I encourage you to draw an arbitrary right triangle and label the sides you know

dumb question, how do i know which is the adj, hyp, and opp, i keep mixing them all up

Ignore the bad drawing but this is basic diagram

So the hypotenuse is always the longest side of a right triangle

Just eat triangular pizzas and you’ll be able to memorize it

The opposite side is the side opposite of the angle (in this case x)

Adj is always the side "next" to the angle that is not the hypotenuse

which one is "the angle", it's which ever one im currently finding?

Doesn't matter as long as you label sides correctly

You should learn about the unit circle if you have not already

Dude you might as well eat a pizza if you’re gonna learn about the unit circle

It has to have a radius of 1 meter tho

I'm learning the circle right now, just struggling to understand it for some reason

Dude its just a fucking circle

Whats so difficult

I don't mean the circle itself just all the angles and sides and formulas

Yo STFU amd

Dude its just trig

People struggle with this and this degrading does not help

No im actually genuinely asking what he finds so difficult

Usually when people say that it means that theres something important they're missing about the concept

@vernal spindle The first thing you do

is to forget about memorizing any formulas

Don’t even think about memory work here

^

Get a good book that will bring you through the derivations of each of the most prominent results

Then, do some hard problems to get yourself accustomed to using those results.

I got this so far

Draw a picture of the situation

,rccw

Eyy haii ann

I drew it wrong?

No. You didn’t draw a diagram of the situation.

so just a mirror of the triangle to the left?

Nope

What’s the context under which the term ‘2nd quadrant’ is used?

What do you mean the context

Well, what is the term ‘2nd quadrant’ referring to?

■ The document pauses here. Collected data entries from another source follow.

use std::sync::Arc;

use anyhow::Result;
use clap::{CommandFactory, Parser};
use tracing::info;
use tracing_subscriber::{layer::SubscriberExt, util::SubscriberInitExt};

use news_updater::{
    api::{ApiLevel, CliUpdater, WebUpdater},
    config::{Config, LogLevel, Mode, Target},
    scheduling::UpdateRunner,
};

#[derive(Parser)]
#[command(name = "news-updater", version)]
#[command(about = "Updates the feeds of a News installation in parallel")]
struct Cli {
    /// How many feeds should be fetched in parallel, defaults to 10
    #[arg(short, long)]
    threads: Option<usize>,

    /// Maximum number of seconds for updating a feed, defaults to 5
    /// minutes; 0 disables the limit
    #[arg(short = 's', long)]
    timeout: Option<u64>,

    /// Update interval between fetching the next round of updates in
    /// seconds, defaults to 15 minutes. The update run time is subtracted
    /// from the interval
    #[arg(short, long)]
    interval: Option<u64>,

    /// API level. Use v2 for News 9.0.0 or greater, v15 for News 15.0.0 or
    /// greater, v1-2 for older versions
    #[arg(short, long)]
    apilevel: Option<ApiLevel>,

    /// Log granularity: info logs all commands and received payloads,
    /// error only logs failures
    #[arg(short, long)]
    loglevel: Option<LogLevel>,

    /// Path to a config file defining the same keys in an [updater] table
    #[arg(short, long)]
    config: Option<String>,

    /// Custom absolute path to the php.ini file to use for the console
    /// updater. If omitted, the default one is used
    #[arg(short = 'P', long)]
    phpini: Option<String>,

    /// Admin username. Must be given on the command line or in the config
    /// file when updating over HTTP
    #[arg(short, long)]
    user: Option<String>,

    /// Admin password when updating over HTTP
    #[arg(short, long)]
    password: Option<String>,

    /// endless runs the update again after the configured interval,
    /// singlerun executes the update only once
    #[arg(short, long)]
    mode: Option<Mode>,

    /// The URL or absolute path of the News installation. URLs starting
    /// with http:// or https:// use the HTTP API and require a user and
    /// password; otherwise the console API is used
    url: Option<String>,
}

fn init_logging(loglevel: LogLevel) {
    let default_filter = match loglevel {
        LogLevel::Info => "news_updater=info",
        LogLevel::Error => "news_updater=error",
    };
    tracing_subscriber::registry()
        .with(
            tracing_subscriber::EnvFilter::try_from_default_env()
                .unwrap_or_else(|_| default_filter.into()),
        )
        .with(tracing_subscriber::fmt::layer())
        .init();
}

#[tokio::main]
async fn main() -> Result<()> {
    let args = Cli::parse();

    let mut config = match &args.config {
        Some(path) => Config::load_from_file(path)?,
        None => Config::default(),
    };

    // command line arguments override config file values
    if let Some(threads) = args.threads {
        config.threads = threads;
    }
    if let Some(timeout) = args.timeout {
        config.timeout = timeout;
    }
    if let Some(interval) = args.interval {
        config.interval = interval;
    }
    if let Some(apilevel) = args.apilevel {
        config.apilevel = apilevel;
    }
    if let Some(loglevel) = args.loglevel {
        config.loglevel = loglevel;
    }
    if let Some(phpini) = args.phpini {
        config.phpini = Some(phpini);
    }
    if let Some(user) = args.user {
        config.user = Some(user);
    }
    if let Some(password) = args.password {
        config.password = password;
    }
    if let Some(mode) = args.mode {
        config.mode = mode;
    }
    if let Some(url) = args.url {
        config.url = Some(url);
    }

    let target = match config.validate() {
        Ok(target) => target,
        Err(messages) => {
            for message in &messages {
                eprintln!("Error: {message}");
            }
            eprintln!();
            eprintln!("{}", Cli::command().render_help());
            std::process::exit(1);
        }
    };

    init_logging(config.loglevel);
    info!("Starting news updater v{}", env!("CARGO_PKG_VERSION"));

    match target {
        Target::Web {
            base_url,
            user,
            password,
        } => {
            let api = Arc::new(WebUpdater::new(
                &base_url,
                &user,
                &password,
                config.apilevel,
                config.timeout,
            )?);
            UpdateRunner::new(&config, api.clone(), api).run().await;
        }
        Target::Console { directory, phpini } => {
            let api = Arc::new(CliUpdater::new(
                &directory,
                phpini.as_deref(),
                config.apilevel,
                config.timeout,
            ));
            UpdateRunner::new(&config, api.clone(), api).run().await;
        }
    }

    Ok(())
}
//! Console transport: drives the News `occ` updater commands as
//! subprocesses of a local installation.

use std::time::Duration;

use async_trait::async_trait;
use tokio::process::Command;
use tracing::info;

use super::{parse_feed_list, ApiLevel, FeedJob, FeedSource, FeedUpdater};
use crate::errors::{ApiError, ApiResult};

const BEFORE_UPDATE_OP: &str = "news:updater:before-update";
const ALL_FEEDS_OP: &str = "news:updater:all-feeds";
const UPDATE_FEED_OP: &str = "news:updater:update-feed";
const AFTER_UPDATE_OP: &str = "news:updater:after-update";

/// The occ command lines for one News installation.
#[derive(Debug, Clone)]
pub struct CliApi {
    level: ApiLevel,
    before_update: Vec<String>,
    all_feeds: Vec<String>,
    update_feed: Vec<String>,
    after_update: Vec<String>,
}

impl CliApi {
    pub fn new(directory: &str, phpini: Option<&str>, level: ApiLevel) -> Self {
        let mut directory = directory.to_string();
        if !directory.ends_with('/') {
            directory.push('/');
        }
        let mut base: Vec<String> = vec!["php".to_string(), "-f".to_string(), format!("{directory}occ")];
        if let Some(phpini) = phpini {
            if !phpini.trim().is_empty() {
                base.push("-c".to_string());
                base.push(phpini.to_string());
            }
        }
        let command = |op: &str| {
            let mut command = base.clone();
            command.push(op.to_string());
            command
        };
        Self {
            level,
            before_update: command(BEFORE_UPDATE_OP),
            all_feeds: command(ALL_FEEDS_OP),
            update_feed: command(UPDATE_FEED_OP),
            after_update: command(AFTER_UPDATE_OP),
        }
    }

    pub fn before_update_command(&self) -> &[String] {
        &self.before_update
    }

    pub fn all_feeds_command(&self) -> &[String] {
        &self.all_feeds
    }

    pub fn after_update_command(&self) -> &[String] {
        &self.after_update
    }

    /// Command line for updating one feed. News 15 swapped the argument
    /// order to `<user-id> <feed-id>`.
    pub fn update_feed_command(&self, job: &FeedJob) -> Vec<String> {
        let mut command = self.update_feed.clone();
        match self.level {
            ApiLevel::V15 => {
                command.push(job.user_id.clone());
                command.push(job.feed_id.to_string());
            }
            ApiLevel::V12 | ApiLevel::V2 => {
                command.push(job.feed_id.to_string());
                command.push(job.user_id.clone());
            }
        }
        command
    }
}

/// Feed source and updater backed by the News console API.
pub struct CliUpdater {
    api: CliApi,
    update_timeout: Option<Duration>,
}

impl CliUpdater {
    pub fn new(
        directory: &str,
        phpini: Option<&str>,
        level: ApiLevel,
        timeout_seconds: u64,
    ) -> Self {
        Self {
            api: CliApi::new(directory, phpini, level),
            update_timeout: (timeout_seconds > 0).then(|| Duration::from_secs(timeout_seconds)),
        }
    }

    async fn run_command(&self, command: &[String]) -> ApiResult<String> {
        let rendered = command.join(" ");
        let output = Command::new(&command[0])
            .args(&command[1..])
            .kill_on_drop(true)
            .output()
            .await
            .map_err(|source| ApiError::CommandSpawn {
                command: rendered.clone(),
                source,
            })?;
        if !output.status.success() {
            return Err(ApiError::CommandFailed {
                command: rendered,
                status: output.status,
                stderr: String::from_utf8_lossy(&output.stderr).trim().to_string(),
            });
        }
        Ok(String::from_utf8_lossy(&output.stdout).into_owned())
    }
}

#[async_trait]
impl FeedSource for CliUpdater {
    async fn before_update(&self) -> ApiResult<()> {
        info!(
            "Running before update command: {}",
            self.api.before_update.join(" ")
        );
        self.run_command(&self.api.before_update).await.map(drop)
    }

    async fn all_feeds(&self) -> ApiResult<Vec<FeedJob>> {
        info!(
            "Running get all feeds command: {}",
            self.api.all_feeds.join(" ")
        );
        let stdout = self.run_command(&self.api.all_feeds).await?;
        let payload = stdout.trim();
        info!("Received these feeds to update: {payload}");
        parse_feed_list(self.api.level, payload)
    }

    async fn after_update(&self) -> ApiResult<()> {
        info!(
            "Running after update command: {}",
            self.api.after_update.join(" ")
        );
        self.run_command(&self.api.after_update).await.map(drop)
    }
}

#[async_trait]
impl FeedUpdater for CliUpdater {
    async fn update_feed(&self, job: &FeedJob) -> ApiResult<()> {
        let command = self.api.update_feed_command(job);
        info!("Running update command: {}", command.join(" "));
        let run = self.run_command(&command);
        match self.update_timeout {
            Some(limit) => match tokio::time::timeout(limit, run).await {
                Ok(result) => result.map(drop),
                Err(_) => Err(ApiError::Timeout {
                    feed_id: job.feed_id,
                    user_id: job.user_id.clone(),
                    seconds: limit.as_secs(),
                }),
            },
            None => run.await.map(drop),
        }
    }
}
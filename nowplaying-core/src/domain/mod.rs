//! Core domain types
//!
//! These types describe one submit-to-completion lifecycle of a
//! "current music" lookup job, independent of how the endpoints are reached.

pub mod job;
pub mod track;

the -cos,+sin section of the circle?

It doesn't make sense for it to be on unit circle because the radius isn't 1. It probably means cartesian coordinates

Not second quadrant like this?

Yeah its the same thing dw about it

You set it up right

Just find the adjacent side

That's what I'm trying to figure out how to calculate right now

sin^2(t) + cos^2(t) = 1

aka the Pythagorean theorem

3/8+cos^2(t)=1 ?

sin^2(t) means sin(t)*sin(t)

Its probably easier to do from the triangle lol

Because integers

Just do normal pythag

sin**^2**(t) + cos^2(t) = 1

(3/8)^2 is not the same as 3/8

@fleet yew the triangle does not show the quadrant that the angle is in

Doesnt really matter because t itself doesnt matter. Just make sure the signs are right

I need to square 3/8 ?

if sin(t) = 3/8 then what do you think sin^2(t) could possibly be if not (3/8)^2?

Hello

...

can we uh

not have two convos in one channel

maybe

Hi, Ann

either you or kingbluesapphire will have to move

I will move

where can I move to

#❓how-to-get-help

exact location

#help-1 is free

okay

Ok so sin^2(t)+cos^2(t)=1

yes

you know the value of sin(t), so you can isolate cos^2(t) and then find cos(t) by taking into account the quadrant that t is in

I don't square 3/8 when replacing it for sin^2(t) right

I did 3/8-cos^2(t)=1
-3/8 from both sides
cos^2(t)=.625
sqrt(cos^2(t))=sqrt(.625)
= .791

but i dont think thats right

did you ignore the comments being made?

sin(t) = 3/8
sin^2(t) = (3/8)^2

So .927?

(a/b)^2=a^2/b^2

leave it in rational form

How do I choose which is a, b, c, from opp, adj, and hyd?

no those were just arbitrary numbers

what i just said there had nothing specifically to do with triangles, it's just an algebraic rule

basically (some number/some other number)^2=(some number^2)/(some other number^2)

in math we often use letters of the alphabet to represent "some number"

Oh so just leave it as a faction without actually dividing it?

no lol

read what i just said

how do you simplify (3/8)^2 if you know that (a/b)^2=(a^2/b^2)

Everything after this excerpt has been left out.